WHAT TO PRODUCE | Locate the string "self" in the listing below. Copy every line where it is found.

★ ★ ★ ★

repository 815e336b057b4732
pub mod actions;
pub mod commands;
pub mod dispatch;
pub mod globals;
pub mod telemetry;

mod start;
pub use self::start::start;
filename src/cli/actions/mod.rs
pub mod candidate;
pub mod list;
pub mod login;
pub mod session;
pub mod theme;
pub mod watch;

// Internal "interpreter" for `Action`.
mod run;

use crate::{
    cli::globals::GlobalArgs,
    session::{require, Access, GuardError, SessionManager},
};
use anyhow::{bail, Result};

#[derive(Debug)]
pub enum Action {
    Login(login::Args),
    Logout(GlobalArgs),
    Whoami(GlobalArgs),
    List(list::Args),
    Candidate(candidate::Args),
    Theme(theme::Args),
    Watch(watch::Args),
}

impl Action {
    /// Execute the action.
    /// # Errors
    /// Returns an error if the action fails.
    pub async fn execute(self) -> Result<()> {
        run::execute(self).await
    }
}

pub(crate) const LOGIN_HINT: &str = "run `hrdesk login` to sign in";

/// Restores the stored session and checks it grants `access`.
async fn authorized(globals: &GlobalArgs, access: Access) -> Result<SessionManager> {
    let manager = globals.session_manager()?;
    manager.initialize().await;

    match require(&manager, access) {
        Ok(()) => Ok(manager),
        Err(GuardError::NotAuthenticated | GuardError::Loading) => {
            bail!("not logged in, {LOGIN_HINT}")
        }
        Err(GuardError::Forbidden) => bail!("this command requires a superadmin account"),
    }
}

/// Turns an access layer failure into a user-facing error.
fn api_failure(err: crate::api::Error) -> anyhow::Error {
    if err.is_rejected() {
        anyhow::anyhow!("{err}; the session was cleared, {LOGIN_HINT}")
    } else {
        anyhow::Error::new(err)
    }
}
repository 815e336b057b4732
pub mod logging;

use clap::{
    builder::{
        styling::{AnsiColor, Effects, Styles},
        ValueParser,
    },
    value_parser, Arg, ArgAction, ColorChoice, Command,
};
use url::Url;

pub const ARG_API_URL: &str = "api-url";
pub const ARG_STATE_FILE: &str = "state-file";
pub const ARG_TIMEOUT: &str = "timeout";
pub const ARG_REVALIDATE_INTERVAL: &str = "revalidate-interval";
pub const ARG_USERNAME: &str = "username";
pub const ARG_PASSWORD: &str = "password";
pub const ARG_RESOURCE: &str = "resource";
pub const ARG_STATUS: &str = "status";
pub const ARG_EMPLOYEE: &str = "employee";
pub const ARG_ID: &str = "id";
pub const ARG_MODE: &str = "mode";
pub const ARG_DEPARTMENT: &str = "department";
pub const ARG_POSITION: &str = "position";
pub const ARG_SALARY: &str = "salary";
pub const ARG_EMPLOYEE_STATUS: &str = "employee-status";

pub const RESOURCES: [&str; 7] = [
    "candidates",
    "employees",
    "departments",
    "positions",
    "users",
    "salary-history",
    "position-history",
];

#[must_use]
pub fn validator_url() -> ValueParser {
    ValueParser::from(move |value: &str| -> std::result::Result<String, String> {
        let url = Url::parse(value).map_err(|err| format!("invalid URL: {err}"))?;
        match url.scheme() {
            "http" | "https" => Ok(value.trim_end_matches('/').to_string()),
            scheme => Err(format!("unsupported URL scheme: {scheme}")),
        }
    })
}

#[must_use]
pub fn new() -> Command {
    let styles = Styles::styled()
        .header(AnsiColor::Yellow.on_default() | Effects::BOLD)
        .usage(AnsiColor::Green.on_default() | Effects::BOLD)
        .literal(AnsiColor::Blue.on_default() | Effects::BOLD)
        .placeholder(AnsiColor::Green.on_default());

    let long_version: &'static str = Box::leak(
        format!("{} - {}", env!("CARGO_PKG_VERSION"), crate::GIT_COMMIT_HASH).into_boxed_str(),
    );

    let command = Command::new("hrdesk")
        .about("HR administration console")
        .version(env!("CARGO_PKG_VERSION"))
        .long_version(long_version)
        .color(ColorChoice::Auto)
        .styles(styles)
        .subcommand_required(true)
        .arg_required_else_help(true)
        .arg(
            Arg::new(ARG_API_URL)
                .long(ARG_API_URL)
                .help("Backend base URL")
                .default_value(crate::api::DEFAULT_BASE_URL)
                .env("HRDESK_API_URL")
                .global(true)
                .value_parser(validator_url()),
        )
        .arg(
            Arg::new(ARG_STATE_FILE)
                .long(ARG_STATE_FILE)
                .help("Session state file (default: <data dir>/hrdesk/state.json)")
                .env("HRDESK_STATE_FILE")
                .global(true),
        )
        .arg(
            Arg::new(ARG_TIMEOUT)
                .long(ARG_TIMEOUT)
                .help("Request timeout in seconds")
                .default_value("10")
                .env("HRDESK_TIMEOUT")
                .global(true)
                .value_parser(value_parser!(u64).range(1..)),
        )
        .arg(
            Arg::new(ARG_REVALIDATE_INTERVAL)
                .long(ARG_REVALIDATE_INTERVAL)
                .help("Seconds between credential expiry checks of a live session")
                .default_value("300")
                .env("HRDESK_REVALIDATE_INTERVAL")
                .global(true)
                .value_parser(value_parser!(u64).range(1..)),
        )
        .subcommand(
            Command::new("login")
                .about("Authenticate and store the session")
                .arg(
                    Arg::new(ARG_USERNAME)
                        .short('u')
                        .long(ARG_USERNAME)
                        .help("Username")
                        .env("HRDESK_USERNAME")
                        .required(true),
                )
                .arg(
                    Arg::new(ARG_PASSWORD)
                        .short('p')
                        .long(ARG_PASSWORD)
                        .help("Password")
                        .env("HRDESK_PASSWORD")
                        .hide_env_values(true)
                        .required(true),
                ),
        )
        .subcommand(Command::new("logout").about("Discard the stored session"))
        .subcommand(Command::new("whoami").about("Show the current session"))
        .subcommand(
            Command::new("list")
                .about("List records")
                .arg(
                    Arg::new(ARG_RESOURCE)
                        .help("What to list")
                        .required(true)
                        .value_parser(RESOURCES),
                )
                .arg(
                    Arg::new(ARG_STATUS)
                        .long(ARG_STATUS)
                        .help("Candidate status filter, e.g. PENDING"),
                )
                .arg(
                    Arg::new(ARG_EMPLOYEE)
                        .long(ARG_EMPLOYEE)
                        .help("Narrow history to one employee id"),
                ),
        )
        .subcommand(
            Command::new("candidate")
                .about("Candidate review actions")
                .subcommand_required(true)
                .subcommand(
                    Command::new("accept")
                        .about("Hire a candidate as an employee")
                        .arg(Arg::new(ARG_ID).required(true))
                        .arg(
                            Arg::new(ARG_DEPARTMENT)
                                .long(ARG_DEPARTMENT)
                                .help("Department id")
                                .required(true),
                        )
                        .arg(
                            Arg::new(ARG_POSITION)
                                .long(ARG_POSITION)
                                .help("Position id")
                                .required(true),
                        )
                        .arg(
                            Arg::new(ARG_SALARY)
                                .long(ARG_SALARY)
                                .help("Starting salary")
                                .required(true)
                                .value_parser(value_parser!(f64)),
                        )
                        .arg(
                            Arg::new(ARG_EMPLOYEE_STATUS)
                                .long(ARG_EMPLOYEE_STATUS)
                                .help("Employment status")
                                .default_value("working")
                                .value_parser(["working", "probation", "fired"]),
                        ),
                )
                .subcommand(
                    Command::new("reject")
                        .about("Reject a candidate")
                        .arg(Arg::new(ARG_ID).required(true)),
                )
                .subcommand(
                    Command::new("delete")
                        .about("Delete a candidate")
                        .arg(Arg::new(ARG_ID).required(true)),
                ),
        )
        .subcommand(
            Command::new("theme").about("Show or change the theme").arg(
                Arg::new(ARG_MODE)
                    .help("New theme")
                    .value_parser(["light", "dark", "toggle"]),
            ),
        )
        .subcommand(
            Command::new("watch")
                .about("Keep the session live and report transitions until it ends")
                .arg(
                    Arg::new("quiet")
                        .short('q')
                        .long("quiet")
                        .help("Only print the final transition")
                        .action(ArgAction::SetTrue),
                ),
        );

    logging::with_args(command)
}
use crate::{cli::globals::GlobalArgs, session::Phase};
use anyhow::Result;

/// Discard the stored session.
/// # Errors
/// Returns an error if the session manager cannot be built.
pub async fn logout(globals: &GlobalArgs) -> Result<()> {
    let manager = globals.session_manager()?;
    manager.initialize().await;
    manager.logout();
    println!("Logged out");
    Ok(())
}

/// Print the restored session.
/// # Errors
/// Returns an error if the session manager cannot be built.
pub async fn whoami(globals: &GlobalArgs) -> Result<()> {
    let manager = globals.session_manager()?;
    let session = manager.initialize().await;

    println!("session: {}", session.phase);

    if let (Phase::Authenticated, Some(identity)) = (session.phase, &session.identity) {
        println!("id: {}", identity.id);
        println!("username: {}", identity.username);
        println!(
            "role: {}",
            identity.role.map_or("none", |role| role.as_str())
        );
        println!("admin: {}", session.is_admin());
        println!("superadmin: {}", session.is_super_admin());
    } else if let Some(reason) = session.last_logout {
        println!("reason: {reason}");
    }

    Ok(())
}
use crate::{api, credential, storage};
use thiserror::Error;

/// Login failures, surfaced to the caller so a form can render them.
#[derive(Debug, Error)]
pub enum Error {
    #[error("server issued an unreadable credential: {0}")]
    InvalidCredentialFormat(#[source] credential::Error),
    #[error("server issued an already expired credential")]
    ExpiredOnIssue,
    #[error("{0}")]
    LoginFailed(String),
    #[error(transparent)]
    Api(#[from] api::Error),
    #[error("failed to persist session: {0}")]
    Storage(#[from] storage::Error),
}

/// Why a durable record could not be restored. Never leaves the session module;
/// the outcome is always a purge.
#[derive(Debug, Error)]
pub(crate) enum RestoreError {
    #[error("incomplete session record")]
    Partial,
    #[error("stored credential is invalid: {0}")]
    Credential(#[from] credential::Error),
    #[error("stored identity is unreadable: {0}")]
    Identity(#[source] serde_json::Error),
    #[error(transparent)]
    Storage(#[from] storage::Error),
    #[error("session restore was interrupted: {0}")]
    Interrupted(String),
}
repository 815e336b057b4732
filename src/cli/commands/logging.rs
use clap::{builder::ValueParser, Arg, ArgAction, Command};

pub const ARG_VERBOSITY: &str = "verbosity";
pub const ENV_LOG_LEVEL: &str = "HRDESK_LOG_LEVEL";

/// Level names in verbosity order; the index is the `-v` count they stand for.
const LEVELS: [&str; 5] = ["error", "warn", "info", "debug", "trace"];

/// Accepts a level name or its verbosity count, so `HRDESK_LOG_LEVEL=debug` and `-vvv`
/// mean the same thing.
#[must_use]
pub fn validator_log_level() -> ValueParser {
    ValueParser::from(move |level: &str| -> std::result::Result<u8, String> {
        let level = level.trim().to_lowercase();

        if let Ok(count) = level.parse::<u8>() {
            return if usize::from(count) < LEVELS.len() {
                Ok(count)
            } else {
                Err(format!("log level out of range: {count}"))
            };
        }

        LEVELS
            .iter()
            .position(|name| *name == level)
            .and_then(|index| u8::try_from(index).ok())
            .ok_or_else(|| format!("invalid log level: {level}"))
    })
}

#[must_use]
pub fn with_args(command: Command) -> Command {
    command.arg(
        Arg::new(ARG_VERBOSITY)
            .short('v')
            .long("verbose")
            .help("Verbosity level: ERROR, WARN, INFO, DEBUG, TRACE (default: ERROR)")
            .env(ENV_LOG_LEVEL)
            .global(true)
            .action(ArgAction::Count)
            .value_parser(validator_log_level()),
    )
}
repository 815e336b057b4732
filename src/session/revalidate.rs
use super::Inner;
use std::{sync::Weak, time::Duration};
use tokio::{
    task::JoinHandle,
    time::{interval_at, Instant, MissedTickBehavior},
};
use tracing::debug;

/// Re-checks the held credential every `every` while the session of `generation` is
/// live. The task holds only a weak reference so it never keeps a torn-down manager
/// alive, and it stops after the first failed check.
pub(super) fn spawn(inner: Weak<Inner>, generation: u64, every: Duration) -> JoinHandle<()> {
    tokio::spawn(async move {
        let mut ticker = interval_at(Instant::now() + every, every);
        ticker.set_missed_tick_behavior(MissedTickBehavior::Delay);

        loop {
            ticker.tick().await;

            let Some(inner) = inner.upgrade() else {
                break;
            };

            if !inner.revalidate(generation) {
                break;
            }
        }

        debug!(generation, "revalidation stopped");
    })
}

★ ★ ★ ★

THE ANSWER |
pub use self::start::start;
    pub async fn execute(self) -> Result<()> {
        run::execute(self).await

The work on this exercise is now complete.